Scan the entries below for the word "execute", then copy each line that holds it.

##### Data excerpts

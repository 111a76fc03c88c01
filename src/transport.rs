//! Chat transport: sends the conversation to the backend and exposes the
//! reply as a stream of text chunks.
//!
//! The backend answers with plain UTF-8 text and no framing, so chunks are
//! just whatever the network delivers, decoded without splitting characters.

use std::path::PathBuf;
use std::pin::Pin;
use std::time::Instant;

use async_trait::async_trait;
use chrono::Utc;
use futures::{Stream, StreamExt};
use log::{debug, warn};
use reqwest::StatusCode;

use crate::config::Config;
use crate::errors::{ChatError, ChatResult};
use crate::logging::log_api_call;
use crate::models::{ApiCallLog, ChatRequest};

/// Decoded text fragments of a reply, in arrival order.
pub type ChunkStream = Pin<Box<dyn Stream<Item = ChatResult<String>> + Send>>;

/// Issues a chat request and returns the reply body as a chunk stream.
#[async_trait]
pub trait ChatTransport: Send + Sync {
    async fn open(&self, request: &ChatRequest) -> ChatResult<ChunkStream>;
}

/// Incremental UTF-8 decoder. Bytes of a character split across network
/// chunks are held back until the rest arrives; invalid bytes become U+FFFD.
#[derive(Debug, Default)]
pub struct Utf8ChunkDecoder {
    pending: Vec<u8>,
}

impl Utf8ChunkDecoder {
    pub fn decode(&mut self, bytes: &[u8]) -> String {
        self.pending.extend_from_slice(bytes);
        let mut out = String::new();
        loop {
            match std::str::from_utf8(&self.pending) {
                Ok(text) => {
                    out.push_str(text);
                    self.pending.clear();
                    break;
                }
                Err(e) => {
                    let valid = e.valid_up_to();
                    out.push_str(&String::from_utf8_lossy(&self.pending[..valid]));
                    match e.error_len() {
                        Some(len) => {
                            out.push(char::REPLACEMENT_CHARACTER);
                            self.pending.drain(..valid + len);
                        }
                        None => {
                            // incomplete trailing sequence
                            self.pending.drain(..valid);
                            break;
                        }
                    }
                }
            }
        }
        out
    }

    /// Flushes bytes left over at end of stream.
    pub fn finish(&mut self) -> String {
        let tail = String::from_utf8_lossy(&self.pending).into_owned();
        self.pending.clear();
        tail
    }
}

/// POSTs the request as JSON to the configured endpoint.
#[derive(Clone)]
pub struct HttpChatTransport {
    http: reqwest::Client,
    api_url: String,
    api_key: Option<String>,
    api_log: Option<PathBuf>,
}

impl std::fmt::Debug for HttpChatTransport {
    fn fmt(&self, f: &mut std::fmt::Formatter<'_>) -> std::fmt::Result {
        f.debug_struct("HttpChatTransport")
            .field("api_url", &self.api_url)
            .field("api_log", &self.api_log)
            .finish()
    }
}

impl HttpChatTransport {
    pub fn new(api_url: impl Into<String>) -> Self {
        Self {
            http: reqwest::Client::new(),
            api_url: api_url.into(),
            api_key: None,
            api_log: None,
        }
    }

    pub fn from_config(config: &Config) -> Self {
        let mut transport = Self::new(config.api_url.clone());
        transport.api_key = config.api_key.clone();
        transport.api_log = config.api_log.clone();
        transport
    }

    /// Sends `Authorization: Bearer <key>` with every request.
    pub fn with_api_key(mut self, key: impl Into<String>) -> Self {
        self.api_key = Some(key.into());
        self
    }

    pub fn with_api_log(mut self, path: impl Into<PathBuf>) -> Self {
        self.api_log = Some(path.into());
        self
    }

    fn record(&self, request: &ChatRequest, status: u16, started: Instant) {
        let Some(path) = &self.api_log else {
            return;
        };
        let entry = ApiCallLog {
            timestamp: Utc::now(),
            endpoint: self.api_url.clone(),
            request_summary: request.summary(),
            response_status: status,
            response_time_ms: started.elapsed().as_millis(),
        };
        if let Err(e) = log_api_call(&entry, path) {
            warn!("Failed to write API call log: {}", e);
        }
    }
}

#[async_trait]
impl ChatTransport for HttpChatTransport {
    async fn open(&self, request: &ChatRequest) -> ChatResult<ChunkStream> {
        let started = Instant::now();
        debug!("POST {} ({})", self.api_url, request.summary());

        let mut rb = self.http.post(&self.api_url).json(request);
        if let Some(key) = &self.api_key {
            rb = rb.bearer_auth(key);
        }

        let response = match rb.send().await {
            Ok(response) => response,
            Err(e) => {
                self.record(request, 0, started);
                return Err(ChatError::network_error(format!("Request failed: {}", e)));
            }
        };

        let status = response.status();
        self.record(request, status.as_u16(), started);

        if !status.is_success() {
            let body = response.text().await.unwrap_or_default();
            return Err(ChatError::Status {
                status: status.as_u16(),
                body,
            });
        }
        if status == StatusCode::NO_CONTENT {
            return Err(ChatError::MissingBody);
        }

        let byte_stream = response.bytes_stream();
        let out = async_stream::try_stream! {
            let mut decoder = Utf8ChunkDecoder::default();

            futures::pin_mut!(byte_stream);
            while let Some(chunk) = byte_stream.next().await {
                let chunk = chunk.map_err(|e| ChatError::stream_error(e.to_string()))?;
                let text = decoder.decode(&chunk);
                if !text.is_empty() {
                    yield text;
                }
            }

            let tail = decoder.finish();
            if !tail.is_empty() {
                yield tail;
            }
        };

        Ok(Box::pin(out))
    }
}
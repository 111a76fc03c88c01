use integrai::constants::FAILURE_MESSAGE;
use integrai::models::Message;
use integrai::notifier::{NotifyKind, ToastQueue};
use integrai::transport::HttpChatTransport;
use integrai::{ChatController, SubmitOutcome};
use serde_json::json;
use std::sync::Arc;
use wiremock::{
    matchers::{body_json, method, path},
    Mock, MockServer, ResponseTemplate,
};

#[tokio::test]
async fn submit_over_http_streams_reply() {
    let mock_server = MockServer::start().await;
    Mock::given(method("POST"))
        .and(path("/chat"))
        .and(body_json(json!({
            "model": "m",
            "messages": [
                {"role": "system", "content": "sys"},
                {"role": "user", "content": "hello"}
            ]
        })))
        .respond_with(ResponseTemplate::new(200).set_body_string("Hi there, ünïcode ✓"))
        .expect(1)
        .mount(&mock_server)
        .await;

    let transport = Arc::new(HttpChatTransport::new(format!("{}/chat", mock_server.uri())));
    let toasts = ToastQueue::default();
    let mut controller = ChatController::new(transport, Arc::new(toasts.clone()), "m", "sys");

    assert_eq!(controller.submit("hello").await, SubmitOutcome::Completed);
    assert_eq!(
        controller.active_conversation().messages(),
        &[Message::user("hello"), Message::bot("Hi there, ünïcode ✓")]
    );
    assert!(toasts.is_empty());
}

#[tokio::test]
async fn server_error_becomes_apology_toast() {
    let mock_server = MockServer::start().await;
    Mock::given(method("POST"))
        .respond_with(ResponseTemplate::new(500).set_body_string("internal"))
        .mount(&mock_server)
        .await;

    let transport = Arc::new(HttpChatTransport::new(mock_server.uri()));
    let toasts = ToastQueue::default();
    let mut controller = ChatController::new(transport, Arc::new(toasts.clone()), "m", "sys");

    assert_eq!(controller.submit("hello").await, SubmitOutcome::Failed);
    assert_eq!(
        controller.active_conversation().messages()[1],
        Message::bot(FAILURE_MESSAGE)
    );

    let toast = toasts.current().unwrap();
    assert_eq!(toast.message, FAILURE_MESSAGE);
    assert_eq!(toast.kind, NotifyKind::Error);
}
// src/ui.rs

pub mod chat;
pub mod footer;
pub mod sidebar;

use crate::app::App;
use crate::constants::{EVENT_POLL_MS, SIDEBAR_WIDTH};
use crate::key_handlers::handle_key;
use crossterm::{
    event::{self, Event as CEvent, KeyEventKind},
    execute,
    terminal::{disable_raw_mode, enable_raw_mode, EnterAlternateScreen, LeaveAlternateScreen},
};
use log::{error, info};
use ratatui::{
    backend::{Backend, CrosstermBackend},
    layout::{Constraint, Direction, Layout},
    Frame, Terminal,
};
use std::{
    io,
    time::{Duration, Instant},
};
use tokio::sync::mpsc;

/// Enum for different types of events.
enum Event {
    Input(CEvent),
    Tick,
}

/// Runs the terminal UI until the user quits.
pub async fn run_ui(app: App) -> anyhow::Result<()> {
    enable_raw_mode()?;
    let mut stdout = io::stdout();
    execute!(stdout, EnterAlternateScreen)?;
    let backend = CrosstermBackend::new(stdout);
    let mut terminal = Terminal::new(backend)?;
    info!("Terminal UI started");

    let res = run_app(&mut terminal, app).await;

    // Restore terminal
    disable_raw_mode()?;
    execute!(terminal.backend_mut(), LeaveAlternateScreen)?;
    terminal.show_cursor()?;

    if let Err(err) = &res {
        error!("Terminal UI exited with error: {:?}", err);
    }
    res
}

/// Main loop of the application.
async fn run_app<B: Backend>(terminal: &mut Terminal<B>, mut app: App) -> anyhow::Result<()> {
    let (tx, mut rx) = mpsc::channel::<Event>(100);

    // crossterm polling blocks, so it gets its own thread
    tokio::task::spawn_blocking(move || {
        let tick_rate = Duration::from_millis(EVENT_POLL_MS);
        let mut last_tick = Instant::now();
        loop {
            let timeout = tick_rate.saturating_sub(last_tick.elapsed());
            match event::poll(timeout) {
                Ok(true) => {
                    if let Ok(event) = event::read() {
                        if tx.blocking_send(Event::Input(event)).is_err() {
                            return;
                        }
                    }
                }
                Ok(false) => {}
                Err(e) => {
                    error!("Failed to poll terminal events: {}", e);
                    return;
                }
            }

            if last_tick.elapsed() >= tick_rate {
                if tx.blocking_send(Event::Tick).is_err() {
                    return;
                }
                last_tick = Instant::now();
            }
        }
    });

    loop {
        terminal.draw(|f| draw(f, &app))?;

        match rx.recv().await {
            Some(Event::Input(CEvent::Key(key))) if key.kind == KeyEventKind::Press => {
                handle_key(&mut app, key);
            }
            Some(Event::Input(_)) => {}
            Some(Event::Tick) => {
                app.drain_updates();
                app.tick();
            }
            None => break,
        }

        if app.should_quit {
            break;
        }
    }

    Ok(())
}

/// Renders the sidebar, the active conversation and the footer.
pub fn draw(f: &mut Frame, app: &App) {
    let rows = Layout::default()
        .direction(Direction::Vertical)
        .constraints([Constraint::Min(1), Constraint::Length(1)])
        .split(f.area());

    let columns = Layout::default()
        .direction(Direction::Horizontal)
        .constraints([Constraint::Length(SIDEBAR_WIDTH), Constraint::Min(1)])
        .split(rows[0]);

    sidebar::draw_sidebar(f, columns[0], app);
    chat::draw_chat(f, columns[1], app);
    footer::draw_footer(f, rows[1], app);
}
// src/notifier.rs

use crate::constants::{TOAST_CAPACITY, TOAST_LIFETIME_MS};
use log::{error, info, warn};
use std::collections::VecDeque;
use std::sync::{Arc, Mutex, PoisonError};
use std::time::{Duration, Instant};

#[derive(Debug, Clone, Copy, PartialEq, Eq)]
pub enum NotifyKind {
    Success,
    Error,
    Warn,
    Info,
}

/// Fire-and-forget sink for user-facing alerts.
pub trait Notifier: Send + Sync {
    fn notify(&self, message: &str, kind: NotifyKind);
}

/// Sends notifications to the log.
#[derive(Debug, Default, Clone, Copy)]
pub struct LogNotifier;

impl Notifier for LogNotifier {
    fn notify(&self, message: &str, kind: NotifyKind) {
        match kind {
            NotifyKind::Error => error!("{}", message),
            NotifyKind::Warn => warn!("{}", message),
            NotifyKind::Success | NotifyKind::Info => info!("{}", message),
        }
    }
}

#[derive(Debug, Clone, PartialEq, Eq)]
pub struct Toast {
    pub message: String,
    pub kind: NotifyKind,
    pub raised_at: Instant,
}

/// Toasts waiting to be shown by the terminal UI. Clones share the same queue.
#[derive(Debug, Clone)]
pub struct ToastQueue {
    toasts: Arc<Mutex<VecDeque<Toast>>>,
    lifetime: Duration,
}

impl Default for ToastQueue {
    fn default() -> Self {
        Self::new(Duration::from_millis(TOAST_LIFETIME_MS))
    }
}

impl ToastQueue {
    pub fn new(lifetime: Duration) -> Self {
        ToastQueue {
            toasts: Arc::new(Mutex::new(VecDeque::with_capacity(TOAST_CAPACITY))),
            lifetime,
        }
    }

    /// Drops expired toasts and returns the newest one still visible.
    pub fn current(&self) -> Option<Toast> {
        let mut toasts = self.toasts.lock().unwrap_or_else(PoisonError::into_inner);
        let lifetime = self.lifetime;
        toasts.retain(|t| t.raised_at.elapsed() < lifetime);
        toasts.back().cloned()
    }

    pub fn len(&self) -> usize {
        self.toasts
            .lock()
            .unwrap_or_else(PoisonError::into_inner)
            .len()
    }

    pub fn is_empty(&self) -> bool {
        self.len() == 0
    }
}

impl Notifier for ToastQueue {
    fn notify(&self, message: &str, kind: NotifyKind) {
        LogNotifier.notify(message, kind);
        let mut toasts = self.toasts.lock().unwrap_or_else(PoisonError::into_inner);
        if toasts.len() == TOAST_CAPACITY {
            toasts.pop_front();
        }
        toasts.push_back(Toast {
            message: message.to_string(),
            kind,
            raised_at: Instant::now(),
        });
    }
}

##########

Response for this exercise:
    execute,
    execute!(stdout, EnterAlternateScreen)?;
    execute!(terminal.backend_mut(), LeaveAlternateScreen)?;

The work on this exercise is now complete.